It is easy to argue that a perfect driverless car should act according to strict utilitarian principles, maximizing the number of lives saved. But a perfect driverless car, bug-free and unassailable, is still decades away, if it is even achievable. Imperfect driverless cars are close, but the rules are different. They must be. Until it can be proven that a driverless car is bug-free and utterly immune to outside attack, there must be no code path that allows it to deprioritize the lives of its own occupants. The three reasons for this are simple: bugs, attacks, and buggy attacks.

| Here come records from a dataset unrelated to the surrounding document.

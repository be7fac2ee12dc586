use crate::consts;
use crate::options::Options;
use ratatui::style::Style;
use serde::Deserialize;
use std::path::{Path, PathBuf};
use thiserror::Error;
use tracing::level_filters::LevelFilter;

/// Program configuration read from a configuration file
#[derive(Clone, Deserialize, Debug, Default, PartialEq)]
pub(crate) struct Config {
    /// Initial gameplay options
    #[serde(default)]
    pub(crate) options: Options,

    /// Tuning for the rival snake
    #[serde(default)]
    pub(crate) ai: AiConfig,

    /// Styles for the things on the level
    #[serde(default)]
    pub(crate) styles: Styles,

    /// Settings for the diagnostic log
    #[serde(default)]
    pub(crate) log: LogConfig,
}

impl Config {
    /// Return the default configuration file path
    pub(crate) fn default_path() -> Result<PathBuf, ConfigError> {
        dirs::config_local_dir()
            .map(|p| p.join("rivalsnake").join("config.toml"))
            .ok_or(ConfigError::NoPath)
    }

    /// Read configuration from a file on disk.  If the file does not exist and
    /// `allow_missing` is true, a default `Config` value is returned.
    ///
    /// # Errors
    ///
    /// Returns `Err` if the file could not be read or if the file's contents
    /// could not be deserialized.
    pub(crate) fn load(path: &Path, allow_missing: bool) -> Result<Config, ConfigError> {
        let content = match fs_err::read_to_string(path) {
            Ok(content) => content,
            Err(e) if e.kind() == std::io::ErrorKind::NotFound && allow_missing => {
                return Ok(Config::default())
            }
            Err(e) => return Err(ConfigError::Read(e)),
        };
        toml::from_str(&content).map_err(Into::into)
    }
}

/// Tuning values for the AI-controlled rival snake
#[derive(Clone, Copy, Deserialize, Debug, PartialEq)]
#[serde(default, rename_all = "kebab-case")]
pub(crate) struct AiConfig {
    /// Fraction of game ticks on which the rival moves
    pub(crate) speed: AiSpeed,

    /// How many recently-visited cells the rival remembers in order to steer
    /// away from them
    pub(crate) history_capacity: HistoryCapacity,
}

impl Default for AiConfig {
    fn default() -> AiConfig {
        AiConfig {
            speed: AiSpeed::default(),
            history_capacity: HistoryCapacity::default(),
        }
    }
}

/// A movement rate in the half-open range (0, 1], measured in cells per game
/// tick
#[derive(Clone, Copy, Deserialize, Debug, PartialEq)]
#[serde(try_from = "f32")]
pub(crate) struct AiSpeed(f32);

impl AiSpeed {
    pub(crate) const FULL: AiSpeed = AiSpeed(1.0);

    pub(crate) fn new(speed: f32) -> Option<AiSpeed> {
        (speed > 0.0 && speed <= 1.0).then_some(AiSpeed(speed))
    }

    pub(crate) fn get(self) -> f32 {
        self.0
    }
}

impl Default for AiSpeed {
    fn default() -> AiSpeed {
        AiSpeed::FULL
    }
}

impl TryFrom<f32> for AiSpeed {
    type Error = AiSpeedError;

    fn try_from(speed: f32) -> Result<AiSpeed, AiSpeedError> {
        AiSpeed::new(speed).ok_or(AiSpeedError(speed))
    }
}

#[derive(Clone, Copy, Debug, Error, PartialEq)]
#[error("AI speed must be greater than 0 and at most 1, got {0}")]
pub(crate) struct AiSpeedError(f32);

/// The size of the rival's memory of visited cells, at most
/// [`MAX_HISTORY_CAPACITY`][consts::MAX_HISTORY_CAPACITY].  Zero disables the
/// memory.
#[derive(Clone, Copy, Deserialize, Debug, Eq, PartialEq)]
#[serde(try_from = "usize")]
pub(crate) struct HistoryCapacity(usize);

impl HistoryCapacity {
    pub(crate) fn new(capacity: usize) -> Option<HistoryCapacity> {
        (capacity <= consts::MAX_HISTORY_CAPACITY).then_some(HistoryCapacity(capacity))
    }

    pub(crate) fn get(self) -> usize {
        self.0
    }
}

impl Default for HistoryCapacity {
    fn default() -> HistoryCapacity {
        HistoryCapacity(consts::DEFAULT_HISTORY_CAPACITY)
    }
}

impl TryFrom<usize> for HistoryCapacity {
    type Error = HistoryCapacityError;

    fn try_from(capacity: usize) -> Result<HistoryCapacity, HistoryCapacityError> {
        HistoryCapacity::new(capacity).ok_or(HistoryCapacityError(capacity))
    }
}

#[derive(Clone, Copy, Debug, Eq, Error, PartialEq)]
#[error("AI history capacity must be at most {max}, got {0}", max = consts::MAX_HISTORY_CAPACITY)]
pub(crate) struct HistoryCapacityError(usize);

/// Styles for drawing the level's contents
#[derive(Clone, Copy, Deserialize, Debug, Eq, PartialEq)]
#[serde(from = "RawStyles")]
pub(crate) struct Styles {
    pub(crate) player: Style,
    pub(crate) rival: Style,
    pub(crate) fruit: Style,
}

impl Default for Styles {
    fn default() -> Styles {
        Styles {
            player: consts::SNAKE_STYLE,
            rival: consts::RIVAL_STYLE,
            fruit: consts::FRUIT_STYLE,
        }
    }
}

#[derive(Clone, Deserialize, Debug, Default, Eq, PartialEq)]
#[serde(default)]
struct RawStyles {
    player: Option<parse_style::Style>,
    rival: Option<parse_style::Style>,
    fruit: Option<parse_style::Style>,
}

impl From<RawStyles> for Styles {
    fn from(value: RawStyles) -> Styles {
        let defaults = Styles::default();
        Styles {
            player: value.player.map_or(defaults.player, Style::from),
            rival: value.rival.map_or(defaults.rival, Style::from),
            fruit: value.fruit.map_or(defaults.fruit, Style::from),
        }
    }
}

/// Where and how much to log.  Without a `file`, nothing is logged.
#[derive(Clone, Deserialize, Debug, Eq, PartialEq)]
#[serde(try_from = "RawLogConfig")]
pub(crate) struct LogConfig {
    pub(crate) file: Option<PathBuf>,
    pub(crate) level: LevelFilter,
}

impl Default for LogConfig {
    fn default() -> LogConfig {
        LogConfig {
            file: None,
            level: LevelFilter::INFO,
        }
    }
}

#[derive(Clone, Deserialize, Debug, Eq, PartialEq)]
#[serde(default, rename_all = "kebab-case")]
struct RawLogConfig {
    file: Option<PathBuf>,
    level: String,
}

impl Default for RawLogConfig {
    fn default() -> RawLogConfig {
        RawLogConfig {
            file: None,
            level: String::from("info"),
        }
    }
}

impl TryFrom<RawLogConfig> for LogConfig {
    type Error = LogLevelError;

    fn try_from(value: RawLogConfig) -> Result<LogConfig, LogLevelError> {
        let level = value
            .level
            .parse::<LevelFilter>()
            .map_err(|_| LogLevelError(value.level))?;
        Ok(LogConfig {
            file: value.file,
            level,
        })
    }
}

#[derive(Clone, Debug, Eq, Error, PartialEq)]
#[error("invalid log level {0:?}")]
pub(crate) struct LogLevelError(String);

#[derive(Debug, Error)]
pub(crate) enum ConfigError {
    #[error("failed to determine path to local configuration directory")]
    NoPath,
    #[error("failed to read configuration file")]
    Read(#[from] std::io::Error),
    #[error("failed to parse configuration file")]
    Parse(#[from] toml::de::Error),
}

#[cfg(test)]
mod tests {
    use super::*;
    use crate::options::LevelSize;
    use ratatui::style::{Color, Modifier};
    use std::io::Write;

    #[test]
    fn empty() {
        let cfg = toml::from_str::<Config>("").unwrap();
        pretty_assertions::assert_eq!(cfg, Config::default());
    }

    #[test]
    fn full() {
        let src = concat!(
            "[options]\n",
            "wraparound = true\n",
            "rival = false\n",
            "fruits = 2\n",
            "level-size = \"small\"\n",
            "\n",
            "[ai]\n",
            "speed = 0.5\n",
            "history-capacity = 0\n",
            "\n",
            "[styles]\n",
            "rival = \"bold blue\"\n",
            "\n",
            "[log]\n",
            "file = \"/tmp/rivalsnake.log\"\n",
            "level = \"debug\"\n",
        );
        let cfg = toml::from_str::<Config>(src).unwrap();
        assert!(cfg.options.wraparound);
        assert!(!cfg.options.rival);
        assert_eq!(cfg.options.fruits.get(), 2);
        assert_eq!(cfg.options.level_size, LevelSize::Small);
        assert_eq!(cfg.ai.speed, AiSpeed(0.5));
        assert_eq!(cfg.ai.history_capacity.get(), 0);
        assert_eq!(cfg.styles.rival.fg, Some(Color::Blue));
        assert!(cfg.styles.rival.add_modifier.contains(Modifier::BOLD));
        assert_eq!(cfg.styles.player, consts::SNAKE_STYLE);
        assert_eq!(
            cfg.log.file.as_deref(),
            Some(Path::new("/tmp/rivalsnake.log"))
        );
        assert_eq!(cfg.log.level, LevelFilter::DEBUG);
    }

    #[test]
    fn bad_speed() {
        assert!(toml::from_str::<Config>("[ai]\nspeed = 0.0\n").is_err());
        assert!(toml::from_str::<Config>("[ai]\nspeed = 1.5\n").is_err());
        assert!(toml::from_str::<Config>("[ai]\nspeed = -0.25\n").is_err());
    }

    #[test]
    fn bad_history_capacity() {
        assert!(toml::from_str::<Config>("[ai]\nhistory-capacity = -1\n").is_err());
        assert!(toml::from_str::<Config>("[ai]\nhistory-capacity = 257\n").is_err());
        assert!(
            toml::from_str::<Config>("[ai]\nhistory-capacity = 9223372036854775807\n").is_err()
        );
        let cfg = toml::from_str::<Config>("[ai]\nhistory-capacity = 256\n").unwrap();
        assert_eq!(cfg.ai.history_capacity.get(), consts::MAX_HISTORY_CAPACITY);
        assert_eq!(
            HistoryCapacity::try_from(1000_usize).unwrap_err().to_string(),
            "AI history capacity must be at most 256, got 1000"
        );
    }

    #[test]
    fn bad_log_level() {
        assert!(toml::from_str::<Config>("[log]\nlevel = \"chatty\"\n").is_err());
    }

    #[test]
    fn load_missing_allowed() {
        let tmpdir = tempfile::tempdir().unwrap();
        let cfg = Config::load(&tmpdir.path().join("config.toml"), true).unwrap();
        assert_eq!(cfg, Config::default());
    }

    #[test]
    fn load_missing_not_allowed() {
        let tmpdir = tempfile::tempdir().unwrap();
        let r = Config::load(&tmpdir.path().join("config.toml"), false);
        assert!(matches!(r, Err(ConfigError::Read(_))));
    }

    #[test]
    fn load_file() {
        let mut tmpfile = tempfile::NamedTempFile::new().unwrap();
        writeln!(tmpfile, "[ai]\nhistory-capacity = 3").unwrap();
        tmpfile.flush().unwrap();
        let cfg = Config::load(tmpfile.path(), false).unwrap();
        assert_eq!(cfg.ai.history_capacity.get(), 3);
        assert_eq!(cfg.ai.speed, AiSpeed::FULL);
    }

    #[test]
    fn load_invalid() {
        let mut tmpfile = tempfile::NamedTempFile::new().unwrap();
        writeln!(tmpfile, "[options]\nfruits = \"lots\"").unwrap();
        tmpfile.flush().unwrap();
        let r = Config::load(tmpfile.path(), true);
        assert!(matches!(r, Err(ConfigError::Parse(_))));
    }
}
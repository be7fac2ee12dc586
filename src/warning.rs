use crate::command::Command;
use crate::util::center_rect;
use crossterm::event::Event;
use ratatui::{
    buffer::Buffer,
    layout::{Alignment, Constraint, Flex, Layout, Rect, Size},
    text::{Line, Text},
    widgets::{
        block::{Block, Padding},
        Clear, Scrollbar, ScrollbarOrientation, ScrollbarState, StatefulWidget, Widget,
    },
};
use std::borrow::Cow;

/// A pop-up describing a problem that the game worked around, such as an
/// unreadable configuration file.  It stays over the main menu until
/// dismissed.
#[derive(Clone, Debug, Eq, PartialEq)]
pub(crate) struct Warning {
    lines: Vec<String>,
    scroll_offset: usize,
}

impl Warning {
    const MAX_LINES: u16 = 16;
    const TEXT_WIDTH: u16 = 48;
    const WIDTH: u16 = Self::TEXT_WIDTH + 4;

    /// Describe `err` followed by each error in its chain of sources
    pub(crate) fn from_error(err: &dyn std::error::Error) -> Warning {
        let mut msgs = vec![err.to_string()];
        let mut source = err.source();
        while let Some(src) = source {
            msgs.push(src.to_string());
            source = src.source();
        }
        Warning::from_messages(&msgs)
    }

    fn from_messages(msgs: &[String]) -> Warning {
        let mut lines = Vec::new();
        if let Some((first, causes)) = msgs.split_first() {
            wrap_into(&mut lines, first, "", "");
            if !causes.is_empty() {
                lines.push(String::new());
                lines.push(String::from("Caused by:"));
            }
            if let [cause] = causes {
                wrap_into(&mut lines, cause, "    ", "    ");
            } else {
                for (i, cause) in causes.iter().enumerate() {
                    wrap_into(&mut lines, cause, &format!("{i:>5}: "), "       ");
                }
            }
        }
        Warning {
            lines,
            scroll_offset: 0,
        }
    }

    /// Handle an input event.  Returns `Some` once the user has dismissed the
    /// warning or asked to quit.
    pub(crate) fn handle_event(&mut self, event: Event) -> Option<WarningOutcome> {
        match Command::from_key_event(event.as_key_press_event()?)? {
            Command::Enter | Command::Esc => return Some(WarningOutcome::Dismissed),
            Command::Quit => return Some(WarningOutcome::Quit),
            Command::Up => self.scroll_offset = self.scroll_offset.saturating_sub(1),
            Command::Down if self.scroll_offset < self.max_scroll() => self.scroll_offset += 1,
            _ => (),
        }
        None
    }

    fn scrolling(&self) -> bool {
        self.lines.len() > usize::from(Self::MAX_LINES)
    }

    /// The greatest `scroll_offset` that still fills the text area
    fn max_scroll(&self) -> usize {
        self.lines
            .len()
            .saturating_sub(usize::from(Self::MAX_LINES))
    }
}

fn wrap_into(lines: &mut Vec<String>, text: &str, initial_indent: &str, subsequent_indent: &str) {
    let opts = textwrap::Options::new(usize::from(Warning::TEXT_WIDTH))
        .break_words(true)
        .initial_indent(initial_indent)
        .subsequent_indent(subsequent_indent);
    lines.extend(textwrap::wrap(text, opts).into_iter().map(Cow::into_owned));
}

#[derive(Clone, Copy, Debug, Eq, PartialEq)]
pub(crate) enum WarningOutcome {
    Dismissed,
    Quit,
}

impl Widget for &Warning {
    // `area` is the whole display, not just the pop-up
    fn render(self, area: Rect, buf: &mut Buffer) {
        let height = u16::try_from(self.lines.len())
            .unwrap_or(u16::MAX)
            .min(Warning::MAX_LINES)
            .saturating_add(4);
        let block_area = center_rect(
            area,
            Size {
                width: Warning::WIDTH.saturating_add(u16::from(self.scrolling()) * 2),
                height,
            },
        );
        let block = Block::bordered()
            .title(" WARNING ")
            .title_alignment(Alignment::Center)
            .padding(Padding::horizontal(1));
        let [text_area, ok_area] = Layout::vertical([Constraint::Fill(1), Constraint::Length(1)])
            .flex(Flex::Start)
            .spacing(1)
            .areas(block.inner(block_area));
        Clear.render(block_area, buf);
        block.render(block_area, buf);
        let visible = self
            .lines
            .iter()
            .skip(self.scroll_offset)
            .take(usize::from(Warning::MAX_LINES))
            .map(String::as_str);
        if self.scrolling() {
            let [text_area, scrollbar_area] =
                Layout::horizontal([Constraint::Fill(1), Constraint::Length(1)])
                    .flex(Flex::Start)
                    .spacing(1)
                    .areas(text_area);
            Text::from_iter(visible).render(text_area, buf);
            let mut scroll_state =
                ScrollbarState::new(self.max_scroll()).position(self.scroll_offset);
            Scrollbar::new(ScrollbarOrientation::VerticalRight)
                .track_symbol(Some(ratatui::symbols::shade::MEDIUM))
                .render(scrollbar_area, buf, &mut scroll_state);
        } else {
            Text::from_iter(visible).render(text_area, buf);
        }
        Line::from("[OK]").centered().render(ok_area, buf);
    }
}
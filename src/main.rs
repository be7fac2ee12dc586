mod app;
mod command;
mod config;
mod consts;
mod game;
mod logging;
mod menu;
mod options;
mod util;
mod warning;
use crate::app::App;
use crate::config::Config;
use crate::util::Globals;
use crate::warning::Warning;
use anyhow::Context;
use lexopt::{Arg, Parser};
use std::io::{self, ErrorKind};
use std::path::PathBuf;
use std::process::ExitCode;
use tracing::{info, warn};

const HELP: &str = "\
Usage: rivalsnake [<options>]

Play Snake in your terminal against an AI-controlled rival

Options:
  -c <path>, --config <path>
                    Read configuration from the given file instead of the
                    default location

  -h, --help        Display this help message and exit

  -V, --version     Show the program version and exit
";

#[derive(Clone, Debug, Eq, PartialEq)]
enum Command {
    Run { config: Option<PathBuf> },
    Help,
    Version,
}

impl Command {
    fn from_parser(mut parser: Parser) -> Result<Command, lexopt::Error> {
        let mut config = None;
        while let Some(arg) = parser.next()? {
            match arg {
                Arg::Short('c') | Arg::Long("config") => {
                    config = Some(PathBuf::from(parser.value()?));
                }
                Arg::Short('h') | Arg::Long("help") => return Ok(Command::Help),
                Arg::Short('V') | Arg::Long("version") => return Ok(Command::Version),
                _ => return Err(arg.unexpected()),
            }
        }
        Ok(Command::Run { config })
    }

    fn run(self) -> ExitCode {
        match self {
            Command::Run { config } => play(config),
            Command::Help => {
                print!("{HELP}");
                ExitCode::SUCCESS
            }
            Command::Version => {
                println!("rivalsnake {}", env!("CARGO_PKG_VERSION"));
                ExitCode::SUCCESS
            }
        }
    }
}

fn main() -> anyhow::Result<ExitCode> {
    Ok(Command::from_parser(Parser::from_env())?.run())
}

fn play(config_path: Option<PathBuf>) -> ExitCode {
    let mut errors = Vec::new();
    let config = load_config(config_path).unwrap_or_else(|e| {
        errors.push(e);
        Config::default()
    });
    match logging::init(&config.log) {
        Ok(true) => info!(
            version = env!("CARGO_PKG_VERSION"),
            "rivalsnake starting"
        ),
        Ok(false) => (),
        Err(e) => errors.push(anyhow::Error::new(e)),
    }
    for e in &errors {
        warn!("{e:#}");
    }
    let warnings = errors
        .iter()
        .map(|e| Warning::from_error(&**e))
        .collect::<Vec<_>>();
    let terminal = ratatui::init();
    let r = App::new(Globals::from(&config), warnings).run(terminal);
    ratatui::restore();
    io_exit(r)
}

/// Load the configuration file given on the command line, or else the file at
/// the default location if it exists
fn load_config(path: Option<PathBuf>) -> anyhow::Result<Config> {
    let (path, allow_missing) = match path {
        Some(p) => (p, false),
        None => (Config::default_path()?, true),
    };
    Config::load(&path, allow_missing)
        .with_context(|| format!("failed to load configuration from {}", path.display()))
}

fn io_exit(r: io::Result<()>) -> ExitCode {
    match r {
        Ok(()) => ExitCode::SUCCESS,
        Err(e) if e.kind() == ErrorKind::BrokenPipe => ExitCode::SUCCESS,
        Err(e) => {
            eprintln!("{e}");
            ExitCode::from(2)
        }
    }
}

The issues with bugs and attacks are clear: bugs can cause random deaths, and attacks designed to kill the passenger create a new tool for those who would murder. But buggy attacks -that is to say, attacks that are not designed to harm anyone, but do so anyway because faulty attack code- may be the biggest threat of all. More than one piece of malware, particularly among the early viruses and worms has proved far more destructive than its creators ever intended, all due to bugs, not in the code of the system being attacked, but in the attack code itself. Even if the code in a driverless car's system can be guaranteed bug-free, we cannot assume this of attack code, which is what makes immunity to attack so important.
We are not at a state where we can guarantee such security. Until we are, we must not allow driverless cars to deprioritize their own occupants' safety, even in cases where doing so holds great philosophical appeal. Doing so would almost certainly take far more lives than it would save.